From: Sam Barricklow (k5kj@PULSE.NET):
Subject:      Bustola Saturday

> The data looked better than the results.
> I opted to go east on I-20 instead of ENE on I-30 due to the higher CAPE
> values along I-20 and due to a traffic jam on I-30 in eastern Dallas
> County.
> The UOKNOR ADAP run at 16Z had a 4000 j/kg CAPE bullseye centered in
> Kaufman County, one county east of Dallas.  Helicity values were
> indicated to be around 150, with values steadily increasing toward a
> maximum in northern OK.  Early towers were crisp and hard, but after the
> initial storms went up and quickly moved northeast, most subsequent
> convection was soft and had that soft fuzzy tropical look.
> Golf ball hail was reported near Paris and a 70 mph wind gust was
> reported at Lake Tawokini.  Brief falls of marble and smaller hail
> occurred along the I-20 corridor with one inch diameter hail reported
> just SE of Tyler.
> One of the reasons for weakening of the convection was evident in the
> wind field.  A scattered line of storms stretched SSE from the "Paris"
> storm and lead the dryline storms farther south.  ("Banding" features of
> this type are often associated with meso lows or meso-cyclones.  Did the
> "Paris" hailer have a radar indicated meso?)  The surface wind field was
> better ahead of this line, with 20 to 30 mph gusts from the ESE and SE.
> Behind this leading line and ahead of the dryline, the winds veared to
> the south and SW at 10 to 15 mph.
> As the Paris storm moved into Oklahoma, a fairly good looking storm that
> had formed near Corsicana came into view and moved northeast toward
> Canton along or just ahead of the dryline.  I had high hopes for this
> storm at the time.  It produced a strong anvil and hard towers, but
> shortly after it crossed I-20 it collapsed and produced the high winds
> at Lake Tawokini.  The surface wind field in this area never recovered
> from the Paris storm's influence.  I suspect that the higher CAPE air
> had been pushed eastward ahead of the leading line.
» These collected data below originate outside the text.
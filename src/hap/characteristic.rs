// MIT License - Copyright (c) 2026 Peter Wright
// Host characteristics and their value vocabularies

use std::fmt;

use bitflags::bitflags;
use serde::{Deserialize, Serialize};

/// Characteristics the bridge reads or writes on the host side.
#[derive(Debug, Clone, Copy, PartialEq, Eq, Hash, PartialOrd, Ord, Serialize, Deserialize)]
pub enum CharacteristicKind {
    Manufacturer,
    Model,
    SerialNumber,
    Name,
    SecuritySystemCurrentState,
    SecuritySystemTargetState,
    MotionDetected,
    ContactSensorState,
    LockCurrentState,
    LockTargetState,
}

impl CharacteristicKind {
    pub const ALL: [CharacteristicKind; 10] = [
        CharacteristicKind::Manufacturer,
        CharacteristicKind::Model,
        CharacteristicKind::SerialNumber,
        CharacteristicKind::Name,
        CharacteristicKind::SecuritySystemCurrentState,
        CharacteristicKind::SecuritySystemTargetState,
        CharacteristicKind::MotionDetected,
        CharacteristicKind::ContactSensorState,
        CharacteristicKind::LockCurrentState,
        CharacteristicKind::LockTargetState,
    ];

    pub fn as_str(&self) -> &'static str {
        match self {
            Self::Manufacturer => "Manufacturer",
            Self::Model => "Model",
            Self::SerialNumber => "SerialNumber",
            Self::Name => "Name",
            Self::SecuritySystemCurrentState => "SecuritySystemCurrentState",
            Self::SecuritySystemTargetState => "SecuritySystemTargetState",
            Self::MotionDetected => "MotionDetected",
            Self::ContactSensorState => "ContactSensorState",
            Self::LockCurrentState => "LockCurrentState",
            Self::LockTargetState => "LockTargetState",
        }
    }

    pub fn from_name(s: &str) -> Option<Self> {
        Self::ALL.into_iter().find(|kind| kind.as_str() == s)
    }
}

impl fmt::Display for CharacteristicKind {
    fn fmt(&self, f: &mut fmt::Formatter<'_>) -> fmt::Result {
        f.write_str(self.as_str())
    }
}

/// A characteristic value as exchanged with the host.
#[derive(Debug, Clone, PartialEq, Eq, Serialize, Deserialize)]
#[serde(untagged)]
pub enum CharacteristicValue {
    Bool(bool),
    Int(u8),
    Text(String),
}

impl CharacteristicValue {
    pub fn as_u8(&self) -> Option<u8> {
        match self {
            Self::Int(v) => Some(*v),
            Self::Bool(_) | Self::Text(_) => None,
        }
    }

    pub fn as_bool(&self) -> Option<bool> {
        match self {
            Self::Bool(b) => Some(*b),
            Self::Int(v) => Some(*v != 0),
            Self::Text(_) => None,
        }
    }

    pub fn as_text(&self) -> Option<&str> {
        match self {
            Self::Text(s) => Some(s),
            _ => None,
        }
    }
}

impl fmt::Display for CharacteristicValue {
    fn fmt(&self, f: &mut fmt::Formatter<'_>) -> fmt::Result {
        match self {
            Self::Bool(b) => write!(f, "{b}"),
            Self::Int(v) => write!(f, "{v}"),
            Self::Text(s) => f.write_str(s),
        }
    }
}

impl From<bool> for CharacteristicValue {
    fn from(b: bool) -> Self {
        Self::Bool(b)
    }
}

impl From<u8> for CharacteristicValue {
    fn from(v: u8) -> Self {
        Self::Int(v)
    }
}

impl From<&str> for CharacteristicValue {
    fn from(s: &str) -> Self {
        Self::Text(s.to_string())
    }
}

impl From<String> for CharacteristicValue {
    fn from(s: String) -> Self {
        Self::Text(s)
    }
}

bitflags! {
    /// Handlers registered on a characteristic.
    #[derive(Debug, Clone, Copy, PartialEq, Eq, Hash)]
    pub struct HandlerFlags: u8 {
        /// Host reads are routed to the bridge
        const GET = 0b01;
        /// Host writes are routed to the bridge
        const SET = 0b10;
    }
}

/// Direction of a host-initiated characteristic call.
#[derive(Debug, Clone, Copy, PartialEq, Eq, Hash, PartialOrd, Ord)]
pub enum Direction {
    Get,
    Set,
}

impl Direction {
    pub fn flag(&self) -> HandlerFlags {
        match self {
            Self::Get => HandlerFlags::GET,
            Self::Set => HandlerFlags::SET,
        }
    }

    pub fn as_str(&self) -> &'static str {
        match self {
            Self::Get => "get",
            Self::Set => "set",
        }
    }
}

/// A single typed value on a service, with its registered handlers.
///
/// Handlers are runtime registrations and are never persisted; a cached
/// accessory comes back with its last values but without handlers.
#[derive(Debug, Clone, PartialEq, Serialize, Deserialize)]
pub struct Characteristic {
    kind: CharacteristicKind,
    #[serde(default, skip_serializing_if = "Option::is_none")]
    value: Option<CharacteristicValue>,
    #[serde(skip, default = "HandlerFlags::empty")]
    handlers: HandlerFlags,
}

impl Characteristic {
    pub fn new(kind: CharacteristicKind) -> Self {
        Self {
            kind,
            value: None,
            handlers: HandlerFlags::empty(),
        }
    }

    pub fn kind(&self) -> CharacteristicKind {
        self.kind
    }

    pub fn value(&self) -> Option<&CharacteristicValue> {
        self.value.as_ref()
    }

    pub fn set_value(&mut self, value: impl Into<CharacteristicValue>) -> &mut Self {
        self.value = Some(value.into());
        self
    }

    /// Push a value out-of-band. Returns true if the cached value changed.
    pub fn update_value(&mut self, value: impl Into<CharacteristicValue>) -> bool {
        let value = value.into();
        let changed = self.value.as_ref() != Some(&value);
        self.value = Some(value);
        changed
    }

    /// Register a getter. Registering twice is a no-op.
    pub fn on_get(&mut self) -> &mut Self {
        self.handlers.insert(HandlerFlags::GET);
        self
    }

    /// Register a setter. Registering twice is a no-op.
    pub fn on_set(&mut self) -> &mut Self {
        self.handlers.insert(HandlerFlags::SET);
        self
    }

    pub fn has_handler(&self, direction: Direction) -> bool {
        self.handlers.contains(direction.flag())
    }
}

/// Current state of a security system as shown by the host.
#[derive(Debug, Clone, Copy, PartialEq, Eq, Hash)]
pub enum SecuritySystemCurrentState {
    StayArm,
    AwayArm,
    NightArm,
    Disarmed,
    AlarmTriggered,
}

impl SecuritySystemCurrentState {
    pub fn from_value(v: u8) -> Option<Self> {
        match v {
            0 => Some(Self::StayArm),
            1 => Some(Self::AwayArm),
            2 => Some(Self::NightArm),
            3 => Some(Self::Disarmed),
            4 => Some(Self::AlarmTriggered),
            _ => None,
        }
    }

    pub fn value(&self) -> u8 {
        match self {
            Self::StayArm => 0,
            Self::AwayArm => 1,
            Self::NightArm => 2,
            Self::Disarmed => 3,
            Self::AlarmTriggered => 4,
        }
    }
}

/// Target state of a security system as requested by the host.
#[derive(Debug, Clone, Copy, PartialEq, Eq, Hash)]
pub enum SecuritySystemTargetState {
    StayArm,
    AwayArm,
    NightArm,
    Disarm,
}

impl SecuritySystemTargetState {
    pub fn from_value(v: u8) -> Option<Self> {
        match v {
            0 => Some(Self::StayArm),
            1 => Some(Self::AwayArm),
            2 => Some(Self::NightArm),
            3 => Some(Self::Disarm),
            _ => None,
        }
    }

    pub fn value(&self) -> u8 {
        match self {
            Self::StayArm => 0,
            Self::AwayArm => 1,
            Self::NightArm => 2,
            Self::Disarm => 3,
        }
    }
}

/// Current state of a lock mechanism.
#[derive(Debug, Clone, Copy, PartialEq, Eq, Hash)]
pub enum LockCurrentState {
    Unsecured,
    Secured,
    Jammed,
    Unknown,
}

impl LockCurrentState {
    pub fn from_value(v: u8) -> Option<Self> {
        match v {
            0 => Some(Self::Unsecured),
            1 => Some(Self::Secured),
            2 => Some(Self::Jammed),
            3 => Some(Self::Unknown),
            _ => None,
        }
    }

    pub fn value(&self) -> u8 {
        match self {
            Self::Unsecured => 0,
            Self::Secured => 1,
            Self::Jammed => 2,
            Self::Unknown => 3,
        }
    }
}

/// Target state of a lock mechanism.
#[derive(Debug, Clone, Copy, PartialEq, Eq, Hash)]
pub enum LockTargetState {
    Unsecured,
    Secured,
}

impl LockTargetState {
    pub fn from_value(v: u8) -> Option<Self> {
        match v {
            0 => Some(Self::Unsecured),
            1 => Some(Self::Secured),
            _ => None,
        }
    }

    pub fn value(&self) -> u8 {
        match self {
            Self::Unsecured => 0,
            Self::Secured => 1,
        }
    }
}

/// State of a contact sensor.
#[derive(Debug, Clone, Copy, PartialEq, Eq, Hash)]
pub enum ContactSensorState {
    ContactDetected,
    ContactNotDetected,
}

impl ContactSensorState {
    pub fn value(&self) -> u8 {
        match self {
            Self::ContactDetected => 0,
            Self::ContactNotDetected => 1,
        }
    }
}

impl From<SecuritySystemCurrentState> for CharacteristicValue {
    fn from(state: SecuritySystemCurrentState) -> Self {
        Self::Int(state.value())
    }
}

impl From<SecuritySystemTargetState> for CharacteristicValue {
    fn from(state: SecuritySystemTargetState) -> Self {
        Self::Int(state.value())
    }
}

impl From<LockCurrentState> for CharacteristicValue {
    fn from(state: LockCurrentState) -> Self {
        Self::Int(state.value())
    }
}

impl From<LockTargetState> for CharacteristicValue {
    fn from(state: LockTargetState) -> Self {
        Self::Int(state.value())
    }
}

impl From<ContactSensorState> for CharacteristicValue {
    fn from(state: ContactSensorState) -> Self {
        Self::Int(state.value())
    }
}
> It was an interesting but frustrating chase.  Visibilities were better
> than I had expected, although there was some ground fog just behind the
> first line with an air temp of 74 degrees.  RADAR updates were heard via
> 444.825 MHz from NWSFO FTW and via the East Texas SKYWARN net on 147.32
> MHz.  More info than expected was available.
> Sam Barricklow
> http://www.stormchaser.net/k5kj/mineola.htm
> Images of a similar, but more productive chase into East Texas a few
> years ago.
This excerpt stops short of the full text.